Boundary between Stable and Unstable Regimes of Accretion. Ordered and Chaotic Unstable Regimes

TL;DR

This study uses high-resolution 3D MHD simulations to identify the boundary between stable and unstable accretion regimes onto magnetized stars, revealing the key role of the fastness parameter and magnetosphere size in accretion behavior.

Contribution

It provides a detailed analysis of the transition between stable and unstable accretion regimes, highlighting the influence of the fastness parameter and magnetosphere size on accretion patterns.

Findings

Unstable accretion occurs if omega_s < 0.6.

Chaotic hot spots form for stars with small magnetospheres (r_m/R_star < 7).
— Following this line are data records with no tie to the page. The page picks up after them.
//! Office-network guard for manual check-in.
//!
//! Manual marks are only accepted from the office Wi-Fi. The current SSID
//! comes from `iwgetid -r`, falling back to `nmcli` output parsing.

use std::process::Command;

/// SSID-based network check.
pub struct NetworkGuard {
    office_ssid: String,
}

impl NetworkGuard {
    /// An empty SSID disables the check (development mode).
    pub fn new(office_ssid: impl Into<String>) -> Self {
        Self {
            office_ssid: office_ssid.into(),
        }
    }

    /// Whether manual marks may be dispatched right now.
    ///
    /// Unset SSID config fails open (with a warning); probe failures fail
    /// closed.
    pub fn is_on_office_network(&self) -> bool {
        if self.office_ssid.is_empty() {
            tracing::warn!("PRESENCE_OFFICE_SSID not set, skipping network check");
            return true;
        }

        match current_ssid() {
            Some(ssid) => {
                tracing::info!(required = %self.office_ssid, connected = %ssid, "network check");
                ssid == self.office_ssid
            }
            None => {
                tracing::error!("could not determine current SSID, refusing manual mark");
                false
            }
        }
    }
}

fn current_ssid() -> Option<String> {
    if let Some(ssid) = ssid_via_iwgetid() {
        return Some(ssid);
    }
    ssid_via_nmcli()
}

fn ssid_via_iwgetid() -> Option<String> {
    let output = Command::new("iwgetid").arg("-r").output().ok()?;
    if !output.status.success() {
        return None;
    }
    let ssid = String::from_utf8_lossy(&output.stdout).trim().to_string();
    if ssid.is_empty() {
        None
    } else {
        Some(ssid)
    }
}

fn ssid_via_nmcli() -> Option<String> {
    let output = Command::new("nmcli")
        .args(["-t", "-f", "active,ssid", "dev", "wifi"])
        .output()
        .ok()?;
    if !output.status.success() {
        return None;
    }
    active_ssid_from_nmcli(&String::from_utf8_lossy(&output.stdout))
}

/// Parse `nmcli -t -f active,ssid dev wifi` output: one `active:ssid` line
/// per visible network.
fn active_ssid_from_nmcli(output: &str) -> Option<String> {
    output.lines().find_map(|line| {
        let (active, ssid) = line.split_once(':')?;
        if active == "yes" && !ssid.is_empty() {
            Some(ssid.to_string())
        } else {
            None
        }
    })
}

#[cfg(test)]
mod tests {
    use super::*;

    #[test]
    fn unset_ssid_fails_open() {
        assert!(NetworkGuard::new("").is_on_office_network());
    }

    #[test]
    fn nmcli_parsing_picks_the_active_row() {
        let output = "no:GuestNet\nyes:OfficeNet\nno:Cafe\n";
        assert_eq!(active_ssid_from_nmcli(output), Some("OfficeNet".into()));
    }

    #[test]
    fn nmcli_parsing_with_no_active_row() {
        let output = "no:GuestNet\nno:Cafe\n";
        assert_eq!(active_ssid_from_nmcli(output), None);
    }

    #[test]
    fn nmcli_parsing_ignores_active_row_with_empty_ssid() {
        let output = "yes:\nno:Cafe\n";
        assert_eq!(active_ssid_from_nmcli(output), None);
    }

    #[test]
    fn nmcli_parsing_handles_empty_output() {
        assert_eq!(active_ssid_from_nmcli(""), None);
    }
}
Ordered unstable tongues emerge at omega_s < 0.45, merging into fewer structures.

Abstract

We present a study of the Rayleigh-Taylor unstable regime of accretion onto rotating magnetized stars in a set of high grid resolution three-dimensional (3D) magnetohydrodynamic (MHD) simulations performed in low-viscosity discs. We find that the boundary between the stable and unstable regimes is determined almost entirely by the fastness parameter omega_s=Omega_star/Omega_K(r_m), where Omega_star is the angular velocity of the star and Omega_K(r_m) is the angular velocity of the Keplerian disc at the disc-magnetosphere boundary r=r_m. We found that accretion is unstable if omega_s < 0.6. Accretion through instabilities is present in stars with different magnetospheric sizes. However, only in stars with relatively small magnetospheres, r_m/R_star < 7, do the unstable tongues produce chaotic hot spots on the stellar surface and irregular light-curves. At even smaller values of the fastness parameter, omega_s < 0.45, multiple irregular tongues merge, forming one or two ordered unstable tongues that rotate with the angular frequency of the inner disc. This transition occurs in stars with even smaller magnetospheres, r_m/R_star < 4.2. Most of our simulations were performed at a small tilt of the dipole magnetosphere, Theta=5 degrees, and a small viscosity parameter alpha=0.02. Test simulations at higher alpha values show that many more cases become unstable, and the light-curves become even more irregular. Test simulations at larger tilts of the dipole Theta show that instability is present, however, accretion in two funnel streams dominates if Theta > 15 degrees. The results of these simulations can be applied to accreting magnetized stars with relatively small magnetospheres: Classical T Tauri stars, accreting millisecond X-ray pulsars, and cataclysmics variables.